◆ Raw data
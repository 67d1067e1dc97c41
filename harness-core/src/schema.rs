//! Canonical wire schema for movies and reviews.
//!
//! Field names are configuration, not code: the hosted API has been seen
//! speaking two dialects (`title`/`movieId`/`text` and
//! `name`/`movieID`/`reviewText`), so every payload is rendered through a
//! [`Schema`] instead of hardcoding either one.

use crate::fixture::ResourceKind;
use serde::Deserialize;
use serde_json::{Map, Value};

/// Name of the server-assigned identifier on every record.
pub const ID_FIELD: &str = "id";

#[derive(Debug, Clone, PartialEq, Eq, Deserialize)]
#[serde(default)]
pub struct Schema {
    pub movie_title: String,
    pub movie_genre: String,
    pub movie_release_year: String,
    pub review_movie_ref: String,
    pub review_text: String,
    pub review_rating: String,
}

impl Default for Schema {
    fn default() -> Self {
        Self::canonical()
    }
}

impl Schema {
    pub fn canonical() -> Self {
        Self {
            movie_title: "title".to_string(),
            movie_genre: "genre".to_string(),
            movie_release_year: "releaseYear".to_string(),
            review_movie_ref: "movieId".to_string(),
            review_text: "text".to_string(),
            review_rating: "rating".to_string(),
        }
    }

    /// The older dialect still served by some mock API projects.
    pub fn legacy() -> Self {
        Self {
            movie_title: "name".to_string(),
            review_movie_ref: "movieID".to_string(),
            review_text: "reviewText".to_string(),
            ..Self::canonical()
        }
    }

    /// Fields every listed record of `kind` must carry.
    pub fn required_fields(&self, kind: ResourceKind) -> Vec<&str> {
        match kind {
            ResourceKind::Movies => vec![ID_FIELD, self.movie_title.as_str()],
            ResourceKind::Reviews => vec![
                ID_FIELD,
                self.review_movie_ref.as_str(),
                self.review_text.as_str(),
            ],
        }
    }

    pub fn validate(&self) -> Result<(), String> {
        let movie = [
            &self.movie_title,
            &self.movie_genre,
            &self.movie_release_year,
        ];
        let review = [&self.review_movie_ref, &self.review_text, &self.review_rating];

        for fields in [&movie[..], &review[..]] {
            for (i, name) in fields.iter().enumerate() {
                if name.trim().is_empty() {
                    return Err("schema field names must not be empty".to_string());
                }
                if name.as_str() == ID_FIELD {
                    return Err(format!("schema field '{}' collides with the id field", name));
                }
                if fields[i + 1..].contains(name) {
                    return Err(format!("schema field '{}' is declared twice", name));
                }
            }
        }

        Ok(())
    }
}

/// Render a JSON scalar id as text. Strings and integers are accepted since
/// the hosted API hands out string ids while other backends use numbers.
pub fn id_text(value: &Value) -> Option<String> {
    match value {
        Value::String(s) if !s.trim().is_empty() => Some(s.clone()),
        Value::Number(n) => Some(n.to_string()),
        _ => None,
    }
}

/// Server-assigned id of a record, if present and non-empty.
pub fn record_id(record: &Value) -> Option<String> {
    record.get(ID_FIELD).and_then(id_text)
}

#[derive(Debug, Clone, PartialEq)]
pub struct NewMovie {
    pub title: String,
    pub genre: String,
    pub release_year: Option<i64>,
}

impl NewMovie {
    pub fn new(title: impl Into<String>, genre: impl Into<String>, release_year: i64) -> Self {
        Self {
            title: title.into(),
            genre: genre.into(),
            release_year: Some(release_year),
        }
    }

    pub fn to_payload(&self, schema: &Schema) -> Value {
        let mut body = Map::new();
        body.insert(schema.movie_title.clone(), Value::from(self.title.as_str()));
        body.insert(schema.movie_genre.clone(), Value::from(self.genre.as_str()));
        if let Some(year) = self.release_year {
            body.insert(schema.movie_release_year.clone(), Value::from(year));
        }
        Value::Object(body)
    }
}

#[derive(Debug, Clone, Default, PartialEq)]
pub struct MoviePatch {
    pub title: Option<String>,
    pub genre: Option<String>,
    pub release_year: Option<i64>,
}

impl MoviePatch {
    pub fn to_payload(&self, schema: &Schema) -> Value {
        let mut body = Map::new();
        if let Some(title) = &self.title {
            body.insert(schema.movie_title.clone(), Value::from(title.as_str()));
        }
        if let Some(genre) = &self.genre {
            body.insert(schema.movie_genre.clone(), Value::from(genre.as_str()));
        }
        if let Some(year) = self.release_year {
            body.insert(schema.movie_release_year.clone(), Value::from(year));
        }
        Value::Object(body)
    }
}

#[derive(Debug, Clone, PartialEq)]
pub struct NewReview {
    /// `None` produces a payload without the movie reference, which is how
    /// the validation scenario probes the backend.
    pub movie_id: Option<String>,
    pub text: String,
    pub rating: Option<i64>,
}

impl NewReview {
    pub fn new(movie_id: impl Into<String>, text: impl Into<String>, rating: i64) -> Self {
        Self {
            movie_id: Some(movie_id.into()),
            text: text.into(),
            rating: Some(rating),
        }
    }

    pub fn to_payload(&self, schema: &Schema) -> Value {
        let mut body = Map::new();
        if let Some(movie_id) = &self.movie_id {
            body.insert(schema.review_movie_ref.clone(), Value::from(movie_id.as_str()));
        }
        body.insert(schema.review_text.clone(), Value::from(self.text.as_str()));
        if let Some(rating) = self.rating {
            body.insert(schema.review_rating.clone(), Value::from(rating));
        }
        Value::Object(body)
    }
}

#[derive(Debug, Clone, Default, PartialEq)]
pub struct ReviewPatch {
    pub text: Option<String>,
    pub rating: Option<i64>,
}

impl ReviewPatch {
    pub fn to_payload(&self, schema: &Schema) -> Value {
        let mut body = Map::new();
        if let Some(text) = &self.text {
            body.insert(schema.review_text.clone(), Value::from(text.as_str()));
        }
        if let Some(rating) = self.rating {
            body.insert(schema.review_rating.clone(), Value::from(rating));
        }
        Value::Object(body)
    }
}

#[cfg(test)]
mod tests {
    use super::*;
    use serde_json::json;

    #[test]
    fn canonical_movie_payload_matches_contract() {
        let movie = NewMovie::new("Test Movie", "Action", 2023);
        assert_eq!(
            movie.to_payload(&Schema::canonical()),
            json!({"title": "Test Movie", "genre": "Action", "releaseYear": 2023})
        );
    }

    #[test]
    fn legacy_schema_renames_fields() {
        let schema = Schema::legacy();
        let review = NewReview::new("7", "Solid", 4);
        assert_eq!(
            review.to_payload(&schema),
            json!({"movieID": "7", "reviewText": "Solid", "rating": 4})
        );
        assert_eq!(
            NewMovie::new("Heat", "Crime", 1995).to_payload(&schema)["name"],
            "Heat"
        );
    }

    #[test]
    fn patches_only_carry_set_fields() {
        let patch = MoviePatch {
            title: Some("Updated Movie Title".to_string()),
            genre: Some("Drama".to_string()),
            release_year: None,
        };
        let payload = patch.to_payload(&Schema::canonical());
        assert_eq!(payload, json!({"title": "Updated Movie Title", "genre": "Drama"}));
        assert!(payload.get("releaseYear").is_none());
    }

    #[test]
    fn review_without_reference_omits_the_field() {
        let review = NewReview {
            movie_id: None,
            text: "orphan".to_string(),
            rating: None,
        };
        assert_eq!(review.to_payload(&Schema::canonical()), json!({"text": "orphan"}));
    }

    #[test]
    fn record_ids_accept_strings_and_numbers() {
        assert_eq!(record_id(&json!({"id": "12"})), Some("12".to_string()));
        assert_eq!(record_id(&json!({"id": 12})), Some("12".to_string()));
        assert_eq!(record_id(&json!({"id": ""})), None);
        assert_eq!(record_id(&json!({"id": null})), None);
        assert_eq!(record_id(&json!({"title": "no id"})), None);
    }

    #[test]
    fn validate_rejects_duplicate_and_empty_names() {
        assert!(Schema::canonical().validate().is_ok());
        assert!(Schema::legacy().validate().is_ok());

        let dup = Schema {
            movie_genre: "title".to_string(),
            ..Schema::canonical()
        };
        assert!(dup.validate().is_err());

        let empty = Schema {
            review_text: " ".to_string(),
            ..Schema::canonical()
        };
        assert!(empty.validate().is_err());

        let clash = Schema {
            review_rating: "id".to_string(),
            ..Schema::canonical()
        };
        assert!(clash.validate().is_err());
    }

    #[test]
    fn required_fields_follow_schema() {
        let schema = Schema::legacy();
        assert_eq!(schema.required_fields(ResourceKind::Movies), vec!["id", "name"]);
        assert_eq!(
            schema.required_fields(ResourceKind::Reviews),
            vec!["id", "movieID", "reviewText"]
        );
    }
}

◆ Exercise
Lines containing the word "NewReview" are to be pulled from the records and copied.

◆ Solution to this problem
pub struct NewReview {
impl NewReview {
        let review = NewReview::new("7", "Solid", 4);
        let review = NewReview {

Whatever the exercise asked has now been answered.